Blumenthal Zoe, Thai Kim H, Hashim Faris, Waxman Jeffrey, El Tayeb Marawan M
College of Medicine, Texas A&M University, Bryan, Texas.
Division of Urology, Baylor Scott & White Medical Center - Temple, Temple, Texas.
Proc (Bayl Univ Med Cent). 2020 Jul 20;33(4):681-683. doi: 10.1080/08998280.2020.1778964.

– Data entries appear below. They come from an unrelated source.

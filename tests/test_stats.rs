mod common;
use common::{cos_grid, make_trials};

use braintime::io::{save_group, save_permutation, StReader};
use braintime::normalize::{global_stats, zscore_with_inplace};
use braintime::stats::MIN_CI_PERMS;
use braintime::{
    stats_level1, stats_level2, BrainTimeError, Classifier, GroupStatsConfig, Label,
    PermutationResult, RefDimension, StatsConfig, TrialSet,
};
use ndarray::Array2;

/// Recurrence strength grows with the share of trials keeping their true label.
struct AgreementClassifier {
    truth: Vec<Label>,
    n: usize,
}

impl Classifier for AgreementClassifier {
    fn tgm(&self, _trials: &TrialSet, labels: &[Label]) -> anyhow::Result<Array2<f64>> {
        let agree = labels.iter().zip(&self.truth).filter(|(a, b)| a == b).count() as f64
            / labels.len() as f64;
        let salt = labels.iter().enumerate().map(|(k, &l)| k * l as usize).sum::<usize>();
        let grid = cos_grid(self.n, 8.0, 8.0, 32.0);
        Ok(Array2::from_shape_fn((self.n, self.n), |(i, j)| {
            agree * grid[[i, j]] + 0.1 * ((i * 7 + j * 3 + salt) % 5) as f64
        }))
    }
}

/// The same TGMs on a large gain and offset.
struct Rescaled(AgreementClassifier);

impl Classifier for Rescaled {
    fn tgm(&self, trials: &TrialSet, labels: &[Label]) -> anyhow::Result<Array2<f64>> {
        Ok(self.0.tgm(trials, labels)?.mapv(|v| 0.5 + 10.0 * v))
    }
}

/// Largest absolute difference relative to the largest magnitude in either.
fn max_rel_diff<'a>(a: impl IntoIterator<Item = &'a f64>, b: impl IntoIterator<Item = &'a f64>) -> f64 {
    let (diff, scale) = a.into_iter().zip(b).fold((0.0_f64, 0.0_f64), |(d, s), (x, y)| {
        (d.max((x - y).abs()), s.max(x.abs()).max(y.abs()))
    });
    diff / scale.max(f64::MIN_POSITIVE)
}

fn setup() -> (TrialSet, AgreementClassifier, Array2<f64>) {
    let trials = make_trials(20, 2, 64, 32.0);
    let clf = AgreementClassifier { truth: trials.labels(), n: 32 };
    let empirical = clf.tgm(&trials, &trials.labels()).unwrap();
    (trials, clf, empirical)
}

fn cfg(perms: usize) -> StatsConfig {
    StatsConfig {
        sample_rate: 32.0,
        stats_range: (1, 15),
        num_perms1: perms,
        seed: 3,
        ..StatsConfig::default()
    }
}

#[test]
fn five_permutations_without_normalisation() {
    let (trials, clf, emp) = setup();
    let c = StatsConfig { normalize: false, ..cfg(5) };
    let r = stats_level1(emp.view(), &clf, &trials, &c).unwrap();

    // n = 32 at 32 samples/s → 1 Hz bins; [1, 15] holds 15 of them.
    assert_eq!(r.null.dim(), (5, 15));
    assert_eq!(r.empirical.len(), 15);
    assert_eq!(r.freqs.len(), 15);
    assert!(r.freqs.iter().all(|&f| (1.0..=15.0).contains(&f)));
    assert_eq!(r.normalization, None);
    assert!(r.confidence_interval().is_none());
}

#[test]
fn interval_gated_at_twenty_permutations() {
    let (trials, clf, emp) = setup();
    let r19 = stats_level1(emp.view(), &clf, &trials, &cfg(MIN_CI_PERMS - 1)).unwrap();
    let r20 = stats_level1(emp.view(), &clf, &trials, &cfg(MIN_CI_PERMS)).unwrap();
    assert!(r19.confidence_interval().is_none());
    let ci = r20.confidence_interval().unwrap();
    assert_eq!(ci.lower.len(), r20.freqs.len());
    assert!(ci.lower.iter().zip(&ci.upper).all(|(l, u)| l <= u));
}

#[test]
fn empirical_recurrence_stands_out() {
    let (trials, clf, emp) = setup();
    let r = stats_level1(emp.view(), &clf, &trials, &cfg(30)).unwrap();
    let k8 = r.freqs.iter().position(|&f| f == 8.0).unwrap();
    assert!(r.p_values()[k8] < 0.1, "p = {}", r.p_values()[k8]);
    assert!(r.normalization.is_some());
}

#[test]
fn seeded_permutations_reproduce() {
    let (trials, clf, emp) = setup();
    let a = stats_level1(emp.view(), &clf, &trials, &StatsConfig { workers: Some(1), ..cfg(8) }).unwrap();
    let b = stats_level1(emp.view(), &clf, &trials, &StatsConfig { workers: Some(3), ..cfg(8) }).unwrap();
    assert_eq!(a, b);
    let c = stats_level1(emp.view(), &clf, &trials, &StatsConfig { seed: 4, ..cfg(8) }).unwrap();
    assert_ne!(a.null, c.null);
}

#[test]
fn renormalising_null_tensor_is_idempotent() {
    let (trials, clf, _) = setup();
    let mut tgms: Vec<Array2<f64>> = (0..6)
        .map(|s| {
            let mut labels = trials.labels();
            labels.rotate_left(s);
            clf.tgm(&trials, &labels).unwrap()
        })
        .collect();
    let (m, s) = global_stats(&tgms);
    tgms.iter_mut().for_each(|t| zscore_with_inplace(t, m, s));
    let once = tgms.clone();
    let (m2, s2) = global_stats(&tgms);
    approx::assert_abs_diff_eq!(m2, 0.0, epsilon = 1e-12);
    approx::assert_abs_diff_eq!(s2, 1.0, epsilon = 1e-12);
    tgms.iter_mut().for_each(|t| zscore_with_inplace(t, m2, s2));
    for (a, b) in tgms.iter().zip(&once) {
        assert!(a.iter().zip(b.iter()).all(|(x, y)| (x - y).abs() < 1e-9));
    }
}

#[test]
fn normalisation_changes_spectra_of_rescaled_tgms() {
    let (trials, clf, _) = setup();
    let clf = Rescaled(clf);
    let emp = clf.tgm(&trials, &trials.labels()).unwrap();
    let on = stats_level1(emp.view(), &clf, &trials, &cfg(10)).unwrap();
    let off = stats_level1(emp.view(), &clf, &trials, &StatsConfig { normalize: false, ..cfg(10) }).unwrap();

    let (_, std) = on.normalization.unwrap();
    assert!(std > 1.0, "sigma = {std}");
    assert!(max_rel_diff(&on.empirical, &off.empirical) > 1e-3);
    assert!(max_rel_diff(&on.null, &off.null) > 1e-3);
}

#[test]
fn normalised_spectra_ignore_gain_and_offset() {
    let (trials, clf, emp) = setup();
    let plain = stats_level1(emp.view(), &clf, &trials, &cfg(10)).unwrap();

    let rescaled = Rescaled(clf);
    let emp = rescaled.tgm(&trials, &trials.labels()).unwrap();
    let r = stats_level1(emp.view(), &rescaled, &trials, &cfg(10)).unwrap();

    assert!(max_rel_diff(&plain.empirical, &r.empirical) < 1e-6);
    assert!(max_rel_diff(&plain.null, &r.null) < 1e-6);
}

#[test]
fn braintime_range_is_rescaled() {
    let (trials, clf, emp) = setup();
    let c = StatsConfig {
        ref_dimension: RefDimension::BrainTime { carrier_freq: 4.0 },
        stats_range: (1, 15),
        ..cfg(2)
    };
    // 32 samples/s over 4 Hz: 8 samples per cycle, range [0.25, 3.75] per cycle.
    let r = stats_level1(emp.view(), &clf, &trials, &c).unwrap();
    assert_eq!(r.freqs.first(), Some(&0.25));
    assert_eq!(r.freqs.last(), Some(&3.75));
    assert_eq!(r.ref_dimension, c.ref_dimension);
}

#[test]
fn classifier_errors_name_the_permutation() {
    let (trials, _, emp) = setup();
    let failing = |_: &TrialSet, _: &[Label]| -> anyhow::Result<Array2<f64>> { anyhow::bail!("solver diverged") };
    match stats_level1(emp.view(), &failing, &trials, &cfg(3)) {
        Err(BrainTimeError::Classifier { perm, message }) => {
            assert!(perm < 3);
            assert!(message.contains("diverged"));
        }
        other => panic!("unexpected {other:?}"),
    }
}

#[test]
fn wrong_tgm_shape_rejected() {
    let (trials, clf, _) = setup();
    let emp = Array2::zeros((16, 16));
    assert!(matches!(
        stats_level1(emp.view(), &clf, &trials, &cfg(2)),
        Err(BrainTimeError::ShapeMismatch { .. })
    ));
}

fn participant(seed: u64) -> PermutationResult {
    let (trials, clf, emp) = setup();
    stats_level1(emp.view(), &clf, &trials, &StatsConfig { seed, ..cfg(25) }).unwrap()
}

#[test]
fn group_level_inference() {
    let parts: Vec<PermutationResult> = (0..3).map(participant).collect();
    let g = stats_level2(&parts, &GroupStatsConfig { num_perms2: 200, seed: 1, ..Default::default() }).unwrap();

    assert_eq!(g.n_participants, 3);
    assert_eq!(g.null.dim(), (200, 15));
    assert_eq!(g.freqs, parts[0].freqs);
    let k8 = g.freqs.iter().position(|&f| f == 8.0).unwrap();
    assert!(g.p_values[k8] < 0.05);
    for (p, pc) in g.p_values.iter().zip(&g.p_values_corrected) {
        assert!(*pc >= *p && *pc <= 1.0);
    }
    assert!(g.confidence_interval().is_some());

    let few = stats_level2(&parts, &GroupStatsConfig { num_perms2: 19, ..Default::default() }).unwrap();
    assert!(few.confidence_interval().is_none());
}

#[test]
fn permutation_bundles_written() {
    let r = participant(0);
    let dir = std::env::temp_dir();
    let p1 = dir.join(format!("braintime_perm_{}.safetensors", std::process::id()));
    save_permutation(&r, &p1).unwrap();
    let rd = StReader::open(&p1).unwrap();
    assert_eq!(rd.array2("empspec").unwrap().dim(), (1, 15));
    assert_eq!(rd.array2("shuffspec").unwrap(), r.null);
    assert_eq!(rd.vec("f").unwrap(), r.freqs);
    assert!(rd.contains("ci_lower"));
    std::fs::remove_file(p1).ok();

    let g = stats_level2(&[r.clone(), r], &GroupStatsConfig { num_perms2: 10, ..Default::default() }).unwrap();
    let p2 = dir.join(format!("braintime_group_{}.safetensors", std::process::id()));
    save_group(&g, &p2).unwrap();
    let rd = StReader::open(&p2).unwrap();
    assert_eq!(rd.vec("p_corrected").unwrap(), g.p_values_corrected);
    assert!(!rd.contains("ci_lower"));
    std::fs::remove_file(p2).ok();
}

A 13-year-old boy presented with acute kidney injury, abdominal discomfort, and distention secondary to urinary ascites. He had undergone a robotic-assisted laparoscopic excision of a urachal cyst 5 years prior to presentation. Further examination revealed decreased urine output, elevated serum creatinine, and hyperkalemia. He was diagnosed with rapidly progressive glomerulonephritis requiring hemodialysis. Further investigation of ascites fluid demonstrated significantly elevated creatinine consistent with urine. A computed tomography cystogram demonstrated an intraperitoneal bladder rupture. He underwent an emergent surgical cystorrhaphy with significant improvement.
一名13岁男孩因尿腹水继发急性肾损伤、腹部不适和腹胀前来就诊。他在就诊前5年接受了机器人辅助腹腔镜脐尿管囊肿切除术。进一步检查发现尿量减少、血清肌酐升高和高钾血症。他被诊断为需要血液透析的快速进展性肾小球肾炎。对腹水的进一步检查显示肌酐显著升高,与尿液一致。计算机断层扫描膀胱造影显示腹膜内膀胱破裂。他接受了紧急手术膀胱修补术,病情有显著改善。